# Helix E200 shallow 8" $69 shipped each. QTY. 7



## [email protected] (Jun 12, 2008)

I had a set of these before. Could be used as midbass. Not a bad deal considering Woofers sells them for $180 apiece.

Brand New Helix E 200 | eBay


----------



## Bayboy (Dec 29, 2010)

What's your experience with these?


----------



## [email protected] (Jun 12, 2008)

I didnt get mine hooked up in the car, so I can not comment too much. I did run them on my test bench for alittle. It was awhile ago. I dont recall anything really bad with them.

Check the forum though. I sold them on here and think I have seen some posts about them. Plus there are a few posts about the 12" version on here also.


----------



## Bayboy (Dec 29, 2010)

Yeah, I searched (maybe not enough), but I didn't see anything about their use or a review. I did see mention of someone liking the 12" in sub duty though. I keep seeing mention of midbass duty, but no reviews.


----------



## [email protected] (Jun 12, 2008)

Bayboy said:


> Yeah, I searched (maybe not enough), but I didn't see anything about their use or a review. I did see mention of someone liking the 12" in sub duty though. I keep seeing mention of midbass duty, but no reviews.


They have a high QTS with a mid FS, I would think they would work well for midbass. 

e200 8" sub:
impedance 2x4ohm
fs - 52.1
rms - 110w, max 165w
qts - .79
xmax - 5.5mm
md - 46.3g
sensitivity - 85db
bl - 5.7
vas - 12.9L


----------



## toolparabols (Sep 23, 2009)

These were still around last year (from the same seller) when i was looking at them. I guess this guy is having a very hard time selling them, even at the huge savings.


----------



## Bayboy (Dec 29, 2010)

toolparabols said:


> These were still around last year (from the same seller) when i was looking at them. I guess this guy is having a very hard time selling them (even at the huge savings).
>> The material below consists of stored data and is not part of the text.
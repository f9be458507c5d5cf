use axum::{
    extract::State,
    http::StatusCode,
    Json,
};
use std::sync::Arc;
use tracing::{info, instrument};

use super::{
    models::ProfessorModel,
    service::ProfessorService,
    types::{ProfessorCreate, ProfessorUpdate},
};
use crate::auth::CurrentUser;
use crate::extract::{AppJson, AppPath, AppQuery};
use crate::shared::{AppError, AppState, Pagination};

fn service(state: &AppState) -> ProfessorService {
    ProfessorService::new(
        Arc::clone(&state.professor_repository),
        Arc::clone(&state.user_repository),
    )
}

/// POST /professores
#[instrument(name = "create_professor", skip(state, current, request))]
pub async fn create_professor(
    State(state): State<AppState>,
    current: CurrentUser,
    AppJson(request): AppJson<ProfessorCreate>,
) -> Result<(StatusCode, Json<ProfessorModel>), AppError> {
    let professor = service(&state).create_professor(&current, request).await?;
    info!(professor_id = professor.professor_id, "Professor profile created");
    Ok((StatusCode::CREATED, Json(professor)))
}

/// GET /professores
#[instrument(name = "list_professores", skip(state))]
pub async fn list_professores(
    State(state): State<AppState>,
    AppQuery(pagination): AppQuery<Pagination>,
) -> Result<Json<Vec<ProfessorModel>>, AppError> {
    Ok(Json(service(&state).list_professores(pagination).await?))
}

/// GET /professores/:professor_id
#[instrument(name = "get_professor", skip(state))]
pub async fn get_professor(
    State(state): State<AppState>,
    AppPath(professor_id): AppPath<i32>,
) -> Result<Json<ProfessorModel>, AppError> {
    Ok(Json(service(&state).get_professor(professor_id).await?))
}

/// PUT /professores/:professor_id
#[instrument(name = "update_professor", skip(state, current, update))]
pub async fn update_professor(
    State(state): State<AppState>,
    current: CurrentUser,
    AppPath(professor_id): AppPath<i32>,
    AppJson(update): AppJson<ProfessorUpdate>,
) -> Result<Json<ProfessorModel>, AppError> {
    let professor = service(&state)
        .update_professor(&current, professor_id, update)
        .await?;
    Ok(Json(professor))
}

/// DELETE /professores/:professor_id
#[instrument(name = "delete_professor", skip(state, current))]
pub async fn delete_professor(
    State(state): State<AppState>,
    current: CurrentUser,
    AppPath(professor_id): AppPath<i32>,
) -> Result<StatusCode, AppError> {
    service(&state)
        .delete_professor(&current, professor_id)
        .await?;
    Ok(StatusCode::NO_CONTENT)
}

#[cfg(test)]
mod tests {
    use crate::shared::test_utils::{seed_user, send, test_state};
    use crate::user::models::Role;
    use axum::http::StatusCode;
    use serde_json::json;

    #[tokio::test]
    async fn test_professor_lifecycle() {
        let state = test_state();
        let (user_id, token) = seed_user(&state, "prof", Role::Professor).await;

        let (status, created) = send(
            &state,
            "POST",
            "/professores",
            Some(&token),
            Some(json!({
                "user_id": user_id,
                "full_name": "Maria Silva",
                "departamento": "DCC"
            })),
        )
        .await;
        assert_eq!(status, StatusCode::CREATED);
        assert_eq!(created["full_name"], "Maria Silva");
        assert_eq!(created["departamento"], "DCC");
        assert!(created["vinculo"].is_null());

        let uri = format!("/professores/{}", created["professor_id"]);
        let (status, updated) = send(
            &state,
            "PUT",
            &uri,
            Some(&token),
            Some(json!({"vinculo": "Efetivo", "departamento": null})),
        )
        .await;
        assert_eq!(status, StatusCode::OK);
        assert_eq!(updated["vinculo"], "Efetivo");
        assert!(updated["departamento"].is_null());
        assert_eq!(updated["full_name"], "Maria Silva");

        let (status, _) = send(&state, "DELETE", &uri, Some(&token), None).await;
        assert_eq!(status, StatusCode::NO_CONTENT);

        let (status, body) = send(&state, "GET", &uri, None, None).await;
        assert_eq!(status, StatusCode::NOT_FOUND);
        assert_eq!(body["error"], "Professor not found");
    }

    #[tokio::test]
    async fn test_second_profile_rejected() {
        let state = test_state();
        let (user_id, token) = seed_user(&state, "prof", Role::Professor).await;
        let payload = json!({"user_id": user_id, "full_name": "Maria"});

        let (status, _) = send(&state, "POST", "/professores", Some(&token), Some(payload.clone())).await;
        assert_eq!(status, StatusCode::CREATED);

        let (status, body) = send(&state, "POST", "/professores", Some(&token), Some(payload)).await;
        assert_eq!(status, StatusCode::BAD_REQUEST);
        assert_eq!(body["error"], "User already has a professor profile");
    }

    #[tokio::test]
    async fn test_profile_for_another_user_forbidden() {
        let state = test_state();
        let (other_id, _) = seed_user(&state, "outro", Role::Professor).await;
        let (_, token) = seed_user(&state, "intruso", Role::Estudante).await;

        let (status, _) = send(
            &state,
            "POST",
            "/professores",
            Some(&token),
            Some(json!({"user_id": other_id, "full_name": "Falso"})),
        )
        .await;
        assert_eq!(status, StatusCode::FORBIDDEN);
    }

    #[tokio::test]
    async fn test_admin_creates_profile_for_missing_user() {
        let state = test_state();
        let (_, admin_token) = seed_user(&state, "root", Role::Admin).await;

        let (status, body) = send(
            &state,
            "POST",
            "/professores",
            Some(&admin_token),
            Some(json!({"user_id": 999, "full_name": "Ninguém"})),
        )
        .await;
        assert_eq!(status, StatusCode::NOT_FOUND);
        assert_eq!(body["error"], "User not found");
    }

    #[tokio::test]
    async fn test_list_professores_is_open() {
        let state = test_state();
        let (status, body) = send(&state, "GET", "/professores", None, None).await;
        assert_eq!(status, StatusCode::OK);
        assert!(body.as_array().unwrap().is_empty());
    }
}
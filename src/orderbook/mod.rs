//! Order book manipulation detection and signal scoring
//!
//! This module turns a chronological history of order book snapshots into:
//! - Aggregate metrics (totals, ratios, spread, imbalance, zones)
//! - Fake-bid and spoofing detection over a trailing window
//! - A 0-100 bullish score and a discrete trading signal
//!
//! All computation is synchronous and recomputed per call; nothing is cached
//! between calls.

pub mod analytics;
pub mod analyzer;
pub mod metrics;
pub mod types;

pub use types::{
    DepthLevel, Imbalance, MarketDepth, PriceLevel, Ratio, Snapshot, Spread, Zone, ZoneLevel,
};

pub use analyzer::OrderBookAnalyzer;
That's what strikes me.... would seem like it worth a trial for door duty, but I see lots of folks get hung up on xmax numbers. What should be looked at more is it's natural curve when summed with the car's acoustics. Xmax is only good for copious amounts of output and room for EQ corrections. It's shallow mounting depth seems like a good way to get a large driver up front. Not sure how these compare with Earthquake's SWS series, but I think all shallow drivers catch the same bad rep.


----------



## toolparabols (Sep 23, 2009)

Bayboy said:


> It's shallow mounting depth seems like a good way to get a large driver up front. Not sure how these compare with Earthquake's SWS series, but I think all shallow drivers catch the same bad rep.


I think this is a tough one because as a shallow depth subwoofer its almost useless. I mean, look at any 8 " and the depth is _usually_ pretty low, making them capable to fit almost anywhere. I think the only real use would be, as you said, for mid bass use.


----------



## Bayboy (Dec 29, 2010)

A lot of that depends on install limitations and projected use. Personally, I think most ask way too much of the car environment. We've all heard stock systems that get fairly deep with not so fancy drivers and limited power. Of course increasing volume (db) causes sacrifices, but IMO we tend to expect too much. If you can get output down to 40hz then that's more than good enough for most music. Still, used as a sole midbass, there may be reasonable potential within excursion limitations. Subjective keyword.... "reasonable".


----------



## takeabao (Jul 18, 2005)

Well, I feel qualified to post in this thread..... because I used these for about a year and a half for midbass duty in a 3-way active front-stage.

I liked them a lot, for the price. You will want to deaden your door very well. I recommend lots of power too.


----------



## Bayboy (Dec 29, 2010)

takeabao said:


> Well, I feel qualified to post in this thread..... because I used these for about a year and a half for midbass duty in a 3-way active front-stage.
> 
> I liked them a lot, for the price. You will want to deaden your door very well. I recommend lots of power too.


Thanks for your input. Do you mind divulging a bit more? Bamdwidth, how much power, issues, etc would be appreciated.


----------



## takeabao (Jul 18, 2005)

Bayboy said:


> Thanks for your input. Do you mind divulging a bit more? Bamdwidth, how much power, issues, etc would be appreciated.


I did 80hz to 250hz.
150 wRMS @ 2-ohm from a solid A/B amp.
No major issues as I can recall. Moved onto a simpler 2-way front-stage because I wanted to.

Need to know anything else?

I'm not a fan of posting subjective ******** (e.g. "reviews" laden with misused adjectives and superlatives). A driver either sounds good and does what it's supposed to (or what I _expect/need_ it to), or it doesn't. These did the trick for the time I used them for.


----------



## Bayboy (Dec 29, 2010)

takeabao said:


> I did 80hz to 250hz.
> 150 wRMS @ 2-ohm from a solid A/B amp.
> No major issues as I can recall. Moved onto a simpler 2-way front-stage because I wanted to.
> 
> ...


Fair enough.... I agree on the subjectiveness. What most says works for them, doesn't work for me in my particular install, but this seems of interest enough to become a candidate. Thanks..


----------



## DAT (Oct 8, 2006)

yes those old style helix 8's are nice.. they have a much improved version out now. more money , but I have sold quite a few of the 10 and 12's just a few 8's

8's $169
10's $219
12's $239

thats Helix pricing... i sell for a bit less, but sometimes it's hard to keep them in stock, the P series subs are excellent SQ subs... i like them better than JLW6's 


P Series go for 8 to 12" $169, $199, $249


----------